- _Assignment_: For the entries below, the result should be an exact transcription of the lines from the one with "bounds_from_center_and_radius(LngLat::new(0.0, 0.0), 0.0);" up to and including the one with "let lat_delta = bounds.height()", and only those.

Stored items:

=== Section Start ===

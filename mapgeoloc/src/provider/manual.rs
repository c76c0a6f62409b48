//! Handle-driven provider for hosts that obtain positions themselves.

use std::sync::Arc;

use parking_lot::Mutex;
use tracing::debug;

use super::{PositionProvider, ProviderEvent, ProviderSink};
use crate::position::{Heading, Position, SharedPosition};

#[derive(Debug, Default)]
struct ManualState {
    sink: Option<ProviderSink>,
    running: bool,
    starts: usize,
    stops: usize,
}

/// A provider whose updates are pushed through a [`ManualHandle`].
///
/// Pushes are only forwarded while the provider is started.
#[derive(Debug, Default)]
pub struct ManualProvider {
    state: Arc<Mutex<ManualState>>,
}

/// Pushing side of a [`ManualProvider`].
#[derive(Debug, Clone)]
pub struct ManualHandle {
    state: Arc<Mutex<ManualState>>,
}

impl ManualProvider {
    pub fn new() -> Self {
        Self::default()
    }

    /// A handle for pushing updates.
    pub fn handle(&self) -> ManualHandle {
        ManualHandle {
            state: Arc::clone(&self.state),
        }
    }
}

impl PositionProvider for ManualProvider {
    fn name(&self) -> &str {
        "manual"
    }

    fn connect(&mut self, sink: ProviderSink) {
        self.state.lock().sink = Some(sink);
    }

    fn disconnect(&mut self) {
        self.state.lock().sink = None;
    }

    fn start(&mut self) {
        let mut state = self.state.lock();
        state.running = true;
        state.starts += 1;
    }

    fn stop(&mut self) {
        let mut state = self.state.lock();
        state.running = false;
        state.stops += 1;
    }
}

impl ManualHandle {
    /// Push a position. Returns `false` if it was dropped.
    pub fn push_position(&self, position: Position) -> bool {
        self.push(ProviderEvent::Position(Some(position.shared())))
    }

    /// Push an already shared position, keeping its identity.
    pub fn push_shared(&self, position: SharedPosition) -> bool {
        self.push(ProviderEvent::Position(Some(position)))
    }

    /// Push a heading. Returns `false` if it was dropped.
    pub fn push_heading(&self, heading: Heading) -> bool {
        self.push(ProviderEvent::Heading(Some(heading)))
    }

    /// Push a raw event.
    pub fn push(&self, event: ProviderEvent) -> bool {
        let state = self.state.lock();
        match (&state.sink, state.running) {
            (Some(sink), true) => sink.send(event),
            _ => {
                debug!(event = event.as_str(), "Manual provider not running, dropping");
                false
            }
        }
    }

    /// Whether the provider is started.
    pub fn is_running(&self) -> bool {
        self.state.lock().running
    }

    /// Number of `start` calls received.
    pub fn start_count(&self) -> usize {
        self.state.lock().starts
    }

    /// Number of `stop` calls received.
    pub fn stop_count(&self) -> usize {
        self.state.lock().stops
    }
}
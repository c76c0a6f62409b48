//! Tracing subscriber setup.
//!
//! The library only emits `tracing` events. Binaries call [`init_logging`]
//! once to print them to stderr.

use tracing_subscriber::EnvFilter;

/// Install a `fmt` subscriber filtered by `RUST_LOG`, falling back to
/// `default_directive` (e.g. `"mapgeoloc=info"`) when it is unset or invalid.
///
/// Returns `false` if a global subscriber was already installed.
pub fn init_logging(default_directive: &str) -> bool {
    let filter = EnvFilter::try_from_default_env()
        .or_else(|_| EnvFilter::try_new(default_directive))
        .unwrap_or_else(|_| EnvFilter::new("info"));

    tracing_subscriber::fmt()
        .with_env_filter(filter)
        .with_target(false)
        .with_writer(std::io::stderr)
        .try_init()
        .is_ok()
}
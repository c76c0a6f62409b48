//! Geographic math
//!
//! Pure conversions used to size and frame the position overlay:
//! accuracy radius (meters) to a bounding box, and accuracy radius to an
//! on-screen pixel radius under the Web Mercator projection.
//!
//! Every function here is deterministic and independent of any rendering host.
//! Great-circle helpers for walking routes live alongside in `geodesy`.

mod geodesy;
mod types;

pub use geodesy::{destination, distance_m, initial_bearing, sample_route, EARTH_RADIUS_M};
pub use types::{Bounds, LngLat};

use std::f64::consts::PI;

/// Equatorial circumference of the earth in meters (WGS84).
pub const EARTH_CIRCUMFERENCE: f64 = 40_075_016.686;

/// Default tile size in pixels used by vector map renderers.
pub const DEFAULT_TILE_SIZE: f64 = 512.0;

/// Default number of vertices for a generated accuracy ring.
pub const DEFAULT_RING_POINTS: usize = 64;

/// Kilometers per degree of longitude at the equator.
const KM_PER_DEGREE_LNG: f64 = 111.320;

/// Kilometers per degree of latitude.
const KM_PER_DEGREE_LAT: f64 = 110.574;

/// Builds the bounding box of a circle of `radius_m` meters around `center`.
///
/// The latitude delta is `360 · r / C`; the longitude delta is corrected for
/// meridian convergence by dividing by `cos(lat)`. A zero radius yields a
/// point bounds.
///
/// # Returns
///
/// `(lng − Δlng, lat − Δlat, lng + Δlng, lat + Δlat)` as a [`Bounds`].
pub fn bounds_from_center_and_radius(center: LngLat, radius_m: f64) -> Bounds {
    let lat_delta = 360.0 * radius_m / EARTH_CIRCUMFERENCE;
    let lng_delta = lat_delta / (center.lat * PI / 180.0).cos();

    Bounds::new(
        center.lng - lng_delta,
        center.lat - lat_delta,
        center.lng + lng_delta,
        center.lat + lat_delta,
    )
}

/// Ground resolution in meters per pixel at a latitude and zoom.
///
/// `metersPerTile = C · cos(lat) / 2^zoom`, `metersPerPixel = metersPerTile / tile_size`.
#[inline]
pub fn meters_per_pixel(lat: f64, zoom: f64, tile_size: f64) -> f64 {
    let meters_per_tile = EARTH_CIRCUMFERENCE * (lat * PI / 180.0).cos() / 2.0_f64.powf(zoom);
    meters_per_tile / tile_size
}

/// Converts an accuracy radius in meters into an on-screen radius in pixels.
///
/// # Arguments
///
/// * `accuracy_m` - Accuracy radius in meters
/// * `lat` - Latitude of the position in degrees
/// * `zoom` - Current (fractional) map zoom
/// * `tile_size` - Tile size of the map renderer in pixels
#[inline]
pub fn pixel_radius_for_accuracy(accuracy_m: f64, lat: f64, zoom: f64, tile_size: f64) -> f64 {
    accuracy_m / meters_per_pixel(lat, zoom, tile_size)
}

/// Projects a coordinate into normalized Web Mercator space.
///
/// Returns `(x, y)` in `[0, 1]`, with `(0, 0)` at the north-west corner of
/// the world. Latitudes are not clamped; callers stay within ±85.05°.
#[inline]
pub fn mercator_from_lng_lat(lng_lat: LngLat) -> (f64, f64) {
    let x = (lng_lat.lng + 180.0) / 360.0;
    let lat_rad = lng_lat.lat * PI / 180.0;
    let y = (1.0 - lat_rad.tan().asinh() / PI) / 2.0;
    (x, y)
}

/// Inverse of [`mercator_from_lng_lat`].
#[inline]
pub fn lng_lat_from_mercator(x: f64, y: f64) -> LngLat {
    let lng = x * 360.0 - 180.0;
    let lat = (PI * (1.0 - 2.0 * y)).sinh().atan() * 180.0 / PI;
    LngLat::new(lng, lat)
}

/// Generates a closed polygon ring approximating a circle on the map.
///
/// Useful for hosts that draw the accuracy indicator as a GeoJSON polygon
/// instead of a DOM element. The first vertex is repeated at the end.
/// `points == 0` falls back to [`DEFAULT_RING_POINTS`].
pub fn accuracy_circle_ring(center: LngLat, radius_km: f64, points: usize) -> Vec<LngLat> {
    let points = if points == 0 {
        DEFAULT_RING_POINTS
    } else {
        points
    };

    let distance_x = radius_km / (KM_PER_DEGREE_LNG * (center.lat * PI / 180.0).cos());
    let distance_y = radius_km / KM_PER_DEGREE_LAT;

    let mut ring: Vec<LngLat> = (0..points)
        .map(|i| {
            let theta = (i as f64 / points as f64) * (2.0 * PI);
            LngLat::new(
                center.lng + distance_x * theta.cos(),
                center.lat + distance_y * theta.sin(),
            )
        })
        .collect();

    ring.push(ring[0]);
    ring
}

#[cfg(test)]
mod tests {
    use super::*;

    const EPSILON: f64 = 1e-9;

    #[test]
    fn test_zero_radius_is_point() {
        let bounds = bounds_from_center_and_radius(LngLat::new(0.0, 0.0), 0.0);
        assert_eq!(bounds, Bounds::new(0.0, 0.0, 0.0, 0.0));
        assert!(bounds.is_point());
    }

    #[test]
    fn test_zero_radius_off_origin() {
        let center = LngLat::new(3.883528, 43.608749);
        let bounds = bounds_from_center_and_radius(center, 0.0);
        assert_eq!(bounds.south_west(), center);
        assert_eq!(bounds.north_east(), center);
    }

    #[test]
    fn test_lng_delta_doubles_at_sixty_degrees() {
        let bounds = bounds_from_center_and_radius(LngLat::new(10.0, 60.0), 500.0);
        let lat_delta = bounds.height() / 2.0;
        let lng_delta = bounds.width() / 2.0;

        assert!(lat_delta > 0.0);
        assert!(
            (lng_delta / lat_delta - 2.0).abs() < EPSILON,
            "Expected ratio 2, got {}",
            lng_delta / lat_delta
        );
    }

    #[test]
    fn test_lat_delta_matches_circumference() {
        // A quarter circumference north covers 90 degrees of latitude
        let bounds = bounds_from_center_and_radius(LngLat::new(0.0, 0.0), EARTH_CIRCUMFERENCE / 4.0);
        assert!((bounds.north - 90.0).abs() < EPSILON);
        assert!((bounds.south + 90.0).abs() < EPSILON);
    }

    #[test]
    fn test_bounds_centered_on_input() {
        let center = LngLat::new(-74.0060, 40.7128);
        let bounds = bounds_from_center_and_radius(center, 1_234.0);
        let c = bounds.center();
        assert!((c.lng - center.lng).abs() < EPSILON);
        assert!((c.lat - center.lat).abs() < EPSILON);
    }

    #[test]
    fn test_pixel_radius_at_equator_zoom_zero() {
        let radius = pixel_radius_for_accuracy(1000.0, 0.0, 0.0, 512.0);
        let expected = 1000.0 / (40_075_016.686 / 512.0);
        assert!(
            (radius - expected).abs() < 1e-12,
            "Expected {}, got {}",
            expected,
            radius
        );
    }

    #[test]
    fn test_pixel_radius_doubles_per_zoom_level() {
        let r15 = pixel_radius_for_accuracy(10.0, 43.6, 15.0, DEFAULT_TILE_SIZE);
        let r16 = pixel_radius_for_accuracy(10.0, 43.6, 16.0, DEFAULT_TILE_SIZE);
        assert!((r16 / r15 - 2.0).abs() < EPSILON);
    }

    #[test]
    fn test_meters_per_pixel_shrinks_with_latitude() {
        let equator = meters_per_pixel(0.0, 18.0, DEFAULT_TILE_SIZE);
        let sixty = meters_per_pixel(60.0, 18.0, DEFAULT_TILE_SIZE);
        assert!((sixty / equator - 0.5).abs() < EPSILON);
    }

    #[test]
    fn test_pixel_radius_street_level() {
        // 10 m accuracy at zoom 18 in Montpellier is roughly 46 px on a 512 px tile
        let radius = pixel_radius_for_accuracy(10.0, 43.608749, 18.0, DEFAULT_TILE_SIZE);
        assert!(radius > 40.0 && radius < 50.0, "Got {}", radius);
    }

    #[test]
    fn test_mercator_origin() {
        let (x, y) = mercator_from_lng_lat(LngLat::new(0.0, 0.0));
        assert!((x - 0.5).abs() < EPSILON);
        assert!((y - 0.5).abs() < EPSILON);
    }

    #[test]
    fn test_mercator_roundtrip() {
        let original = LngLat::new(3.881970, 43.609040);
        let (x, y) = mercator_from_lng_lat(original);
        let back = lng_lat_from_mercator(x, y);
        assert!((back.lng - original.lng).abs() < EPSILON);
        assert!((back.lat - original.lat).abs() < EPSILON);
    }

    #[test]
    fn test_ring_is_closed() {
        let ring = accuracy_circle_ring(LngLat::new(2.35, 48.87), 0.05, 16);
        assert_eq!(ring.len(), 17);
        assert_eq!(ring.first(), ring.last());
    }

    #[test]
    fn test_ring_default_points() {
        let ring = accuracy_circle_ring(LngLat::new(0.0, 0.0), 1.0, 0);
        assert_eq!(ring.len(), DEFAULT_RING_POINTS + 1);
    }

    #[test]
    fn test_ring_first_vertex_east_of_center() {
        let center = LngLat::new(0.0, 0.0);
        let ring = accuracy_circle_ring(center, KM_PER_DEGREE_LNG, 4);
        assert!((ring[0].lng - 1.0).abs() < EPSILON);
        assert!(ring[0].lat.abs() < EPSILON);
    }

    mod property_tests {
        use super::*;
        use proptest::prelude::*;

        proptest! {
            #[test]
            fn test_bounds_contain_center(
                lng in -179.0..179.0_f64,
                lat in -80.0..80.0_f64,
                radius in 0.0..50_000.0_f64
            ) {
                let bounds = bounds_from_center_and_radius(LngLat::new(lng, lat), radius);
                prop_assert!(bounds.west <= lng && lng <= bounds.east);
                prop_assert!(bounds.south <= lat && lat <= bounds.north);
            }

            #[test]
            fn test_lng_delta_never_smaller_than_lat_delta(
                lat in -80.0..80.0_f64,
                radius in 1.0..50_000.0_f64
            ) {
                let bounds = bounds_from_center_and_radius(LngLat::new(0.0, lat), radius);
                prop_assert!(bounds.width() >= bounds.height() - 1e-12);
            }

            #[test]
            fn test_pixel_radius_linear_in_accuracy(
                accuracy in 0.1..5_000.0_f64,
                lat in -80.0..80.0_f64,
                zoom in 0.0..22.0_f64
            ) {
                let single = pixel_radius_for_accuracy(accuracy, lat, zoom, DEFAULT_TILE_SIZE);
                let double = pixel_radius_for_accuracy(accuracy * 2.0, lat, zoom, DEFAULT_TILE_SIZE);
                prop_assert!((double / single - 2.0).abs() < 1e-9);
            }
        }
    }
}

=== Section End ===

- _Problem solution_:
        let bounds = bounds_from_center_and_radius(LngLat::new(0.0, 0.0), 0.0);
        assert_eq!(bounds, Bounds::new(0.0, 0.0, 0.0, 0.0));
        assert!(bounds.is_point());
    }

    #[test]
    fn test_zero_radius_off_origin() {
        let center = LngLat::new(3.883528, 43.608749);
        let bounds = bounds_from_center_and_radius(center, 0.0);
        assert_eq!(bounds.south_west(), center);
        assert_eq!(bounds.north_east(), center);
    }

    #[test]
    fn test_lng_delta_doubles_at_sixty_degrees() {
        let bounds = bounds_from_center_and_radius(LngLat::new(10.0, 60.0), 500.0);
        let lat_delta = bounds.height() / 2.0;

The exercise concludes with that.